* Goal of the exercise
Print every line of the data exactly as shown.

++++ Supplied entries ++++

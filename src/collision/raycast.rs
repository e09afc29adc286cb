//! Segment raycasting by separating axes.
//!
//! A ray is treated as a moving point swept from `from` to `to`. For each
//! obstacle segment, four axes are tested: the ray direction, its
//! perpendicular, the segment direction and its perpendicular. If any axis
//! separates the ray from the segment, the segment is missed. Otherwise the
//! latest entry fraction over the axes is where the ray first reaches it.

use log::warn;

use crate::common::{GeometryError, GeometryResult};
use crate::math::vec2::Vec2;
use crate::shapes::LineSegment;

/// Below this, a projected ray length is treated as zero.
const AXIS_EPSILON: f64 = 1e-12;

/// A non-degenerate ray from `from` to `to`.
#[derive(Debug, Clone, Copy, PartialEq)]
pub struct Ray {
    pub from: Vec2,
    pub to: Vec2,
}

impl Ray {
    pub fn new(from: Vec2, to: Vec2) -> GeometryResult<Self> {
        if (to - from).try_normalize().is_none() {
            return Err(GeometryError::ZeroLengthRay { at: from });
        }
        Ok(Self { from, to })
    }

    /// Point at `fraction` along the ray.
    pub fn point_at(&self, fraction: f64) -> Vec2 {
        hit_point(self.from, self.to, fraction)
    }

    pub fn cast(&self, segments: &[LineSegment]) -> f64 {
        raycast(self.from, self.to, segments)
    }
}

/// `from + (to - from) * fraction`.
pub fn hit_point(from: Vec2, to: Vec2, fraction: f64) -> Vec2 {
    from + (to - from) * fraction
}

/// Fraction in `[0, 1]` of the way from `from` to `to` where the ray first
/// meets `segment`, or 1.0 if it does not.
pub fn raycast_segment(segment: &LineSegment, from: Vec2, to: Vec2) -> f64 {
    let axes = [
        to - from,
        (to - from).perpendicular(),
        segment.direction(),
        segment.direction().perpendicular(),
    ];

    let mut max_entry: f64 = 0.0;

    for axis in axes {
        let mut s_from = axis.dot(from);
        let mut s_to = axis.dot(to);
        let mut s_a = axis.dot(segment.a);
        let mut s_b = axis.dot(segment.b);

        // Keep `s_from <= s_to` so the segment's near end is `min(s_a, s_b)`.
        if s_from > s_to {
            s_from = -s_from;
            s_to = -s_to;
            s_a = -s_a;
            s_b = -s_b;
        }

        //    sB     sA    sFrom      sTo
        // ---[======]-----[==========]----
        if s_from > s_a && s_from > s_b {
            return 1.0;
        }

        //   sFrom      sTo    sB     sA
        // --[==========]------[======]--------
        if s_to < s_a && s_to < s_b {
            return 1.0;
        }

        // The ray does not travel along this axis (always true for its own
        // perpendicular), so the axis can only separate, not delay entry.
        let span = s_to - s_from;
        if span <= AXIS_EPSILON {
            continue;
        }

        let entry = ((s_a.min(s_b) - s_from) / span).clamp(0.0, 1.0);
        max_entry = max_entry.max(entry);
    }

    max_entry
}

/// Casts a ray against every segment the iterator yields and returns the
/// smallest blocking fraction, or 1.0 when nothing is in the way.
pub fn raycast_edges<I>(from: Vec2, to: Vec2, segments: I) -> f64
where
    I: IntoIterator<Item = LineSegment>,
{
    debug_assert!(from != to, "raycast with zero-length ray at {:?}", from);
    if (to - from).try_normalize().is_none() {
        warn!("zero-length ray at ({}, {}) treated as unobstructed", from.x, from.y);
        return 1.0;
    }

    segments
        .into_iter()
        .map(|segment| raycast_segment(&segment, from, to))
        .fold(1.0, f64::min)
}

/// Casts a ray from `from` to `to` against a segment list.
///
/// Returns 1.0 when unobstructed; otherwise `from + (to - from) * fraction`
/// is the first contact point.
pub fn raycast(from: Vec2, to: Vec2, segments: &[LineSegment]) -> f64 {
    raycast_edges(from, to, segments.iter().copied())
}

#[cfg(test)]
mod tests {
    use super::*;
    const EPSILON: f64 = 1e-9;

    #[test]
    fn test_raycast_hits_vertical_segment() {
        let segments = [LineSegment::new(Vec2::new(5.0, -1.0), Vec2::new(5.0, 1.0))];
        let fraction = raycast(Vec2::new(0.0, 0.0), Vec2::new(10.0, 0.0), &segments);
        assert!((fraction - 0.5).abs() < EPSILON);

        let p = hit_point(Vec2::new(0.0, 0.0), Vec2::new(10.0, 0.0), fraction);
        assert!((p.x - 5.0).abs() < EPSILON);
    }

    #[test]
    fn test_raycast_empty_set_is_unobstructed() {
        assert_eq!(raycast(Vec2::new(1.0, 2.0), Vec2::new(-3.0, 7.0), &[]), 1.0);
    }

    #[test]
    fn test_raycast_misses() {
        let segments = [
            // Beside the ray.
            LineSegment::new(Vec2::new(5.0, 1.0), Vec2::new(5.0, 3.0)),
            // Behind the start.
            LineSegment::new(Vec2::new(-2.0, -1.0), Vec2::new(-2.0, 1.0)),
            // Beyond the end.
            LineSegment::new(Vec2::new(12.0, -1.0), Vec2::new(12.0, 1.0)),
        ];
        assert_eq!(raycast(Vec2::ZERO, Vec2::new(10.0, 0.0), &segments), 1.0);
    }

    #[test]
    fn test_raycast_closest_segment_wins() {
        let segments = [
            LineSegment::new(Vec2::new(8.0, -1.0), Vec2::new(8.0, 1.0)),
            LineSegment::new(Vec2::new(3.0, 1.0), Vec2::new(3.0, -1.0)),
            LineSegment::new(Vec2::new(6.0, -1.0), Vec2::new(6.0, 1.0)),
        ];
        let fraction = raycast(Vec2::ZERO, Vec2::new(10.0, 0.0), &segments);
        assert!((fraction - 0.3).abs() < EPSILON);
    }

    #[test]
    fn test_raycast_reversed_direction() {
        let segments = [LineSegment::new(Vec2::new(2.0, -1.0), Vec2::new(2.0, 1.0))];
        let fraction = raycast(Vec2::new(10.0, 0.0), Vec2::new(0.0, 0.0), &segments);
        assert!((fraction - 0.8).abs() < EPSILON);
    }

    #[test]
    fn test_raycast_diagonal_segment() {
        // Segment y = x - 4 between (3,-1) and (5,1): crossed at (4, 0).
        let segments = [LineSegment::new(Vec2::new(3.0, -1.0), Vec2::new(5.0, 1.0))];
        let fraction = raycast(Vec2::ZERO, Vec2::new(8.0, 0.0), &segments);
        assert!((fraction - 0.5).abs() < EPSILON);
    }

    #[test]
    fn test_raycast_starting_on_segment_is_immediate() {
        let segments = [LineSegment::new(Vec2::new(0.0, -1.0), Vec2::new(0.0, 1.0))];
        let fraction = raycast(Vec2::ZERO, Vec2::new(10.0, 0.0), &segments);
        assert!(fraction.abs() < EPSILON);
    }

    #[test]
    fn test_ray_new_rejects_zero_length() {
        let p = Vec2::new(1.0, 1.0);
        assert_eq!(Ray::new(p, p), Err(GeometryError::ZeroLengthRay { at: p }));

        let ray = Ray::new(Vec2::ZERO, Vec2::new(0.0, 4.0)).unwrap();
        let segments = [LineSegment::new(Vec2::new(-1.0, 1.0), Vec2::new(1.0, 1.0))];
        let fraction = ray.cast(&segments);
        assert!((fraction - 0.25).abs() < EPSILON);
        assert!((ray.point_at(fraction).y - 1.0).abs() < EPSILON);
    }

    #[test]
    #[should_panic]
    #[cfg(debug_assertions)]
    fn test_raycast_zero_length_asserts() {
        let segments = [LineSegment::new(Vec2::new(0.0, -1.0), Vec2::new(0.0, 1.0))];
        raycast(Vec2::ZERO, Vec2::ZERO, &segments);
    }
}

++++

* Finished exercise
filename src/collision/raycast.rs
repository e09afc29adc286cb
//! Segment raycasting by separating axes.
//!
//! A ray is treated as a moving point swept from `from` to `to`. For each
//! obstacle segment, four axes are tested: the ray direction, its
//! perpendicular, the segment direction and its perpendicular. If any axis
//! separates the ray from the segment, the segment is missed. Otherwise the
//! latest entry fraction over the axes is where the ray first reaches it.

use log::warn;

use crate::common::{GeometryError, GeometryResult};
use crate::math::vec2::Vec2;
use crate::shapes::LineSegment;

/// Below this, a projected ray length is treated as zero.
const AXIS_EPSILON: f64 = 1e-12;

/// A non-degenerate ray from `from` to `to`.
#[derive(Debug, Clone, Copy, PartialEq)]
pub struct Ray {
    pub from: Vec2,
    pub to: Vec2,
}

impl Ray {
    pub fn new(from: Vec2, to: Vec2) -> GeometryResult<Self> {
        if (to - from).try_normalize().is_none() {
            return Err(GeometryError::ZeroLengthRay { at: from });
        }
        Ok(Self { from, to })
    }

    /// Point at `fraction` along the ray.
    pub fn point_at(&self, fraction: f64) -> Vec2 {
        hit_point(self.from, self.to, fraction)
    }

    pub fn cast(&self, segments: &[LineSegment]) -> f64 {
        raycast(self.from, self.to, segments)
    }
}

/// `from + (to - from) * fraction`.
pub fn hit_point(from: Vec2, to: Vec2, fraction: f64) -> Vec2 {
    from + (to - from) * fraction
}

/// Fraction in `[0, 1]` of the way from `from` to `to` where the ray first
/// meets `segment`, or 1.0 if it does not.
pub fn raycast_segment(segment: &LineSegment, from: Vec2, to: Vec2) -> f64 {
    let axes = [
        to - from,
        (to - from).perpendicular(),
        segment.direction(),
        segment.direction().perpendicular(),
    ];

    let mut max_entry: f64 = 0.0;

    for axis in axes {
        let mut s_from = axis.dot(from);
        let mut s_to = axis.dot(to);
        let mut s_a = axis.dot(segment.a);
        let mut s_b = axis.dot(segment.b);

        // Keep `s_from <= s_to` so the segment's near end is `min(s_a, s_b)`.
        if s_from > s_to {
            s_from = -s_from;
            s_to = -s_to;
            s_a = -s_a;
            s_b = -s_b;
        }

        //    sB     sA    sFrom      sTo
        // ---[======]-----[==========]----
        if s_from > s_a && s_from > s_b {
            return 1.0;
        }

        //   sFrom      sTo    sB     sA
        // --[==========]------[======]--------
        if s_to < s_a && s_to < s_b {
            return 1.0;
        }

        // The ray does not travel along this axis (always true for its own
        // perpendicular), so the axis can only separate, not delay entry.
        let span = s_to - s_from;
        if span <= AXIS_EPSILON {
            continue;
        }

        let entry = ((s_a.min(s_b) - s_from) / span).clamp(0.0, 1.0);
        max_entry = max_entry.max(entry);
    }

    max_entry
}

/// Casts a ray against every segment the iterator yields and returns the
/// smallest blocking fraction, or 1.0 when nothing is in the way.
pub fn raycast_edges<I>(from: Vec2, to: Vec2, segments: I) -> f64
where
    I: IntoIterator<Item = LineSegment>,
{
    debug_assert!(from != to, "raycast with zero-length ray at {:?}", from);
    if (to - from).try_normalize().is_none() {
        warn!("zero-length ray at ({}, {}) treated as unobstructed", from.x, from.y);
        return 1.0;
    }

    segments
        .into_iter()
        .map(|segment| raycast_segment(&segment, from, to))
        .fold(1.0, f64::min)
}

/// Casts a ray from `from` to `to` against a segment list.
///
/// Returns 1.0 when unobstructed; otherwise `from + (to - from) * fraction`
/// is the first contact point.
pub fn raycast(from: Vec2, to: Vec2, segments: &[LineSegment]) -> f64 {
    raycast_edges(from, to, segments.iter().copied())
}

#[cfg(test)]
mod tests {
    use super::*;
    const EPSILON: f64 = 1e-9;

    #[test]
    fn test_raycast_hits_vertical_segment() {
        let segments = [LineSegment::new(Vec2::new(5.0, -1.0), Vec2::new(5.0, 1.0))];
        let fraction = raycast(Vec2::new(0.0, 0.0), Vec2::new(10.0, 0.0), &segments);
        assert!((fraction - 0.5).abs() < EPSILON);

        let p = hit_point(Vec2::new(0.0, 0.0), Vec2::new(10.0, 0.0), fraction);
        assert!((p.x - 5.0).abs() < EPSILON);
    }

    #[test]
    fn test_raycast_empty_set_is_unobstructed() {
        assert_eq!(raycast(Vec2::new(1.0, 2.0), Vec2::new(-3.0, 7.0), &[]), 1.0);
    }

    #[test]
    fn test_raycast_misses() {
        let segments = [
            // Beside the ray.
            LineSegment::new(Vec2::new(5.0, 1.0), Vec2::new(5.0, 3.0)),
            // Behind the start.
            LineSegment::new(Vec2::new(-2.0, -1.0), Vec2::new(-2.0, 1.0)),
            // Beyond the end.
            LineSegment::new(Vec2::new(12.0, -1.0), Vec2::new(12.0, 1.0)),
        ];
        assert_eq!(raycast(Vec2::ZERO, Vec2::new(10.0, 0.0), &segments), 1.0);
    }

    #[test]
    fn test_raycast_closest_segment_wins() {
        let segments = [
            LineSegment::new(Vec2::new(8.0, -1.0), Vec2::new(8.0, 1.0)),
            LineSegment::new(Vec2::new(3.0, 1.0), Vec2::new(3.0, -1.0)),
            LineSegment::new(Vec2::new(6.0, -1.0), Vec2::new(6.0, 1.0)),
        ];
        let fraction = raycast(Vec2::ZERO, Vec2::new(10.0, 0.0), &segments);
        assert!((fraction - 0.3).abs() < EPSILON);
    }

    #[test]
    fn test_raycast_reversed_direction() {
        let segments = [LineSegment::new(Vec2::new(2.0, -1.0), Vec2::new(2.0, 1.0))];
        let fraction = raycast(Vec2::new(10.0, 0.0), Vec2::new(0.0, 0.0), &segments);
        assert!((fraction - 0.8).abs() < EPSILON);
    }

    #[test]
    fn test_raycast_diagonal_segment() {
        // Segment y = x - 4 between (3,-1) and (5,1): crossed at (4, 0).
        let segments = [LineSegment::new(Vec2::new(3.0, -1.0), Vec2::new(5.0, 1.0))];
        let fraction = raycast(Vec2::ZERO, Vec2::new(8.0, 0.0), &segments);
        assert!((fraction - 0.5).abs() < EPSILON);
    }

    #[test]
    fn test_raycast_starting_on_segment_is_immediate() {
        let segments = [LineSegment::new(Vec2::new(0.0, -1.0), Vec2::new(0.0, 1.0))];
        let fraction = raycast(Vec2::ZERO, Vec2::new(10.0, 0.0), &segments);
        assert!(fraction.abs() < EPSILON);
    }

    #[test]
    fn test_ray_new_rejects_zero_length() {
        let p = Vec2::new(1.0, 1.0);
        assert_eq!(Ray::new(p, p), Err(GeometryError::ZeroLengthRay { at: p }));

        let ray = Ray::new(Vec2::ZERO, Vec2::new(0.0, 4.0)).unwrap();
        let segments = [LineSegment::new(Vec2::new(-1.0, 1.0), Vec2::new(1.0, 1.0))];
        let fraction = ray.cast(&segments);
        assert!((fraction - 0.25).abs() < EPSILON);
        assert!((ray.point_at(fraction).y - 1.0).abs() < EPSILON);
    }

    #[test]
    #[should_panic]
    #[cfg(debug_assertions)]
    fn test_raycast_zero_length_asserts() {
        let segments = [LineSegment::new(Vec2::new(0.0, -1.0), Vec2::new(0.0, 1.0))];
        raycast(Vec2::ZERO, Vec2::ZERO, &segments);
    }
}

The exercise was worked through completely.